Les établissements nous demandent de renforcer le tutorat. Mme Elisabeth Borne et moi-même y travaillons depuis des mois. L'établissement de contrats étudiants de quelques heures hebdomadaires étant entravé par la lourdeur des règles administratives de paiement dans la fonction publique, nous envisageons, pour simplifier la procédure, d'instituer un « chèque emploi étudiant » sur le modèle du CESU et, étant donné la situation, nous cherchons, pour aller encore plus vite, à appliquer un mécanisme dérogatoire. Cela permettra d'une part de rompre la solitude des étudiants isolés et de renforcer l'accompagnement académique, d'autre part de créer dans les établissements d'enseignement, les bibliothèques universitaires et les CROUS, des emplois étudiants qui pourront être valorisés dans les cursus, remédiant ainsi aux difficultés financières des étudiants qui ont perdu leur emploi en raison de la crise. J'espère pouvoir faire des annonces très vite à ce sujet.

Parce que la souffrance psychologique des étudiants est réelle, nous travaillons avec le ministère des solidarités et de la santé à assurer un accompagnement par des psychiatres et nous mobilisons, dans les CROUS, les étudiants référents volontaires, que leur engagement altruiste aide à mieux supporter leur propre isolement. Ils prennent des nouvelles de leurs condisciples et leur proposent des animations par le biais d'internet.

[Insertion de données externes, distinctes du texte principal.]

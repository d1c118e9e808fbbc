use crate::config::{glob_match, Config};
use crate::dependency::DependencyDeclaration;
use crate::graph::{ArtifactId, ClassName};
use std::fs::File;
use std::io::Read;
use std::path::{Path, PathBuf};
use thiserror::Error;
use tracing::{debug, trace};
use walkdir::WalkDir;
use zip::ZipArchive;

/// Errors while enumerating or reading an artifact
#[derive(Error, Debug)]
pub enum DiscoveryError {
    #[error("artifact not found: {}", path.display())]
    NotFound { path: PathBuf },
    #[error("unsupported artifact (expected a directory, .jar or .zip): {}", path.display())]
    Unsupported { path: PathBuf },
    #[error("failed to read {}: {source}", path.display())]
    Io {
        path: PathBuf,
        #[source]
        source: std::io::Error,
    },
    #[error("failed to walk {}: {source}", path.display())]
    Walk {
        path: PathBuf,
        #[source]
        source: walkdir::Error,
    },
    #[error("failed to read archive {}: {source}", path.display())]
    Archive {
        path: PathBuf,
        #[source]
        source: zip::result::ZipError,
    },
}

/// Physical layout of an artifact
#[derive(Debug, Clone, Copy, PartialEq, Eq, Hash)]
pub enum ArtifactKind {
    /// Directory of `.class` files (e.g. `build/classes/java/main`)
    Directory,
    /// Jar or zip archive
    Archive,
}

impl ArtifactKind {
    /// Determine artifact kind from path
    pub fn from_path(path: &Path) -> Option<Self> {
        if path.is_dir() {
            return Some(ArtifactKind::Directory);
        }
        let extension = path.extension()?.to_str()?;
        if extension.eq_ignore_ascii_case("jar") || extension.eq_ignore_ascii_case("zip") {
            Some(ArtifactKind::Archive)
        } else {
            None
        }
    }
}

/// Compiler output directories of common Gradle, Android and Maven layouts
const CONVENTIONAL_OUTPUTS: &[&str] = &[
    "build/classes/java/main",
    "build/classes/kotlin/main",
    "build/intermediates/javac/release/classes",
    "build/tmp/kotlin-classes/release",
    "target/classes",
];

/// Existing conventional class output directories under a project root
pub fn find_project_outputs(root: &Path) -> Vec<PathBuf> {
    CONVENTIONAL_OUTPUTS
        .iter()
        .map(|relative| root.join(relative))
        .filter(|path| path.is_dir())
        .collect()
}

/// One binary artifact: project output or a resolved dependency
#[derive(Debug, Clone, PartialEq, Eq)]
pub struct Artifact {
    pub id: ArtifactId,
    pub path: PathBuf,
    /// Resolved `group:name:version`, absent for project output
    pub coordinate: Option<DependencyDeclaration>,
}

impl Artifact {
    pub fn new(id: impl Into<ArtifactId>, path: impl Into<PathBuf>) -> Self {
        Self {
            id: id.into(),
            path: path.into(),
            coordinate: None,
        }
    }

    /// Artifact identified by its own path
    pub fn from_path(path: impl Into<PathBuf>) -> Self {
        let path = path.into();
        Self::new(path.display().to_string(), path)
    }

    pub fn with_coordinate(mut self, coordinate: DependencyDeclaration) -> Self {
        self.coordinate = Some(coordinate);
        self
    }

    pub fn kind(&self) -> Option<ArtifactKind> {
        ArtifactKind::from_path(&self.path)
    }
}

/// A class read out of an artifact
#[derive(Debug, Clone)]
pub struct ClassEntry {
    pub name: ClassName,
    pub bytes: Vec<u8>,
}

/// Enumerates and reads class entries of artifacts.
///
/// Every artifact is opened, read and closed within a single call.
#[derive(Debug, Clone, Default)]
pub struct ArtifactReader {
    exclude: Vec<String>,
}

impl ArtifactReader {
    pub fn new() -> Self {
        Self::default()
    }

    pub fn from_config(config: &Config) -> Self {
        Self::new().with_excludes(config.exclude.clone())
    }

    /// Glob patterns over class entry names to skip
    pub fn with_excludes(mut self, patterns: Vec<String>) -> Self {
        self.exclude = patterns;
        self
    }

    /// Names of all classes in the artifact, without reading their bytes
    pub fn class_names(&self, artifact: &Artifact) -> Result<Vec<ClassName>, DiscoveryError> {
        Ok(self
            .collect(artifact, false)?
            .into_iter()
            .map(|entry| entry.name)
            .collect())
    }

    /// All classes in the artifact with their bytes
    pub fn read_classes(&self, artifact: &Artifact) -> Result<Vec<ClassEntry>, DiscoveryError> {
        self.collect(artifact, true)
    }

    fn collect(&self, artifact: &Artifact, with_bytes: bool) -> Result<Vec<ClassEntry>, DiscoveryError> {
        let path = &artifact.path;
        if !path.exists() {
            return Err(DiscoveryError::NotFound { path: path.clone() });
        }

        let entries = match artifact.kind() {
            Some(ArtifactKind::Directory) => self.collect_directory(path, with_bytes)?,
            Some(ArtifactKind::Archive) => self.collect_archive(path, with_bytes)?,
            None => return Err(DiscoveryError::Unsupported { path: path.clone() }),
        };

        debug!("{}: {} classes", artifact.id, entries.len());
        Ok(entries)
    }

    fn collect_directory(&self, root: &Path, with_bytes: bool) -> Result<Vec<ClassEntry>, DiscoveryError> {
        let mut entries = Vec::new();

        for entry in WalkDir::new(root).sort_by_file_name() {
            let entry = entry.map_err(|source| DiscoveryError::Walk {
                path: root.to_path_buf(),
                source,
            })?;
            if !entry.file_type().is_file() {
                continue;
            }

            let relative = entry.path().strip_prefix(root).unwrap_or(entry.path());
            let Some(name) = ClassName::from_entry(&relative.to_string_lossy()) else {
                continue;
            };
            if self.is_skipped(&name) {
                continue;
            }

            let bytes = if with_bytes {
                std::fs::read(entry.path()).map_err(|source| DiscoveryError::Io {
                    path: entry.path().to_path_buf(),
                    source,
                })?
            } else {
                Vec::new()
            };
            entries.push(ClassEntry { name, bytes });
        }

        Ok(entries)
    }

    fn collect_archive(&self, path: &Path, with_bytes: bool) -> Result<Vec<ClassEntry>, DiscoveryError> {
        let archive_error = |source| DiscoveryError::Archive {
            path: path.to_path_buf(),
            source,
        };

        let file = File::open(path).map_err(|source| DiscoveryError::Io {
            path: path.to_path_buf(),
            source,
        })?;
        let mut archive = ZipArchive::new(file).map_err(archive_error)?;

        let mut entries = Vec::new();
        for index in 0..archive.len() {
            let mut zip_entry = archive.by_index(index).map_err(archive_error)?;
            if zip_entry.is_dir() {
                continue;
            }
            let Some(name) = ClassName::from_entry(zip_entry.name()) else {
                continue;
            };
            if self.is_skipped(&name) {
                continue;
            }

            let mut bytes = Vec::new();
            if with_bytes {
                zip_entry
                    .read_to_end(&mut bytes)
                    .map_err(|source| DiscoveryError::Io {
                        path: path.join(name.as_str()),
                        source,
                    })?;
            }
            entries.push(ClassEntry { name, bytes });
        }

        entries.sort_by(|a, b| a.name.cmp(&b.name));
        Ok(entries)
    }

    fn is_skipped(&self, name: &ClassName) -> bool {
        // module descriptors and multi-release overlays are not part of the class graph
        if name.simple_name() == "module-info" || name.as_str().starts_with("META-INF/") {
            trace!("Skipping: {}", name);
            return true;
        }
        if self.exclude.iter().any(|pattern| glob_match(pattern, name.as_str())) {
            trace!("Excluding: {}", name);
            return true;
        }
        false
    }
}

Nous travaillons depuis plusieurs mois, avec les associations étudiantes, à la création d'un revenu global d'autonomie. C'est notre objectif commun mais il est de réalisation difficile car de nombreuses aides éparses existent, pour certaines nationales, pour d'autres régionales ou départementales, parfois aussi allouées par les métropoles. La première étape, en passe d'aboutir, est la création d'une plateforme unique d'accès à l'ensemble des aides possibles, car les non-recours sont nombreux. Parce qu'il est difficile de comprendre pourquoi, avec les mêmes critères, on est éligible à certaines aides mais pas à d'autres, nous nous efforçons de parvenir à une normalisation. Tout cela est très long car ce travail doit se faire au mieux avec l'État et avec les collectivités. Nous nous y employons.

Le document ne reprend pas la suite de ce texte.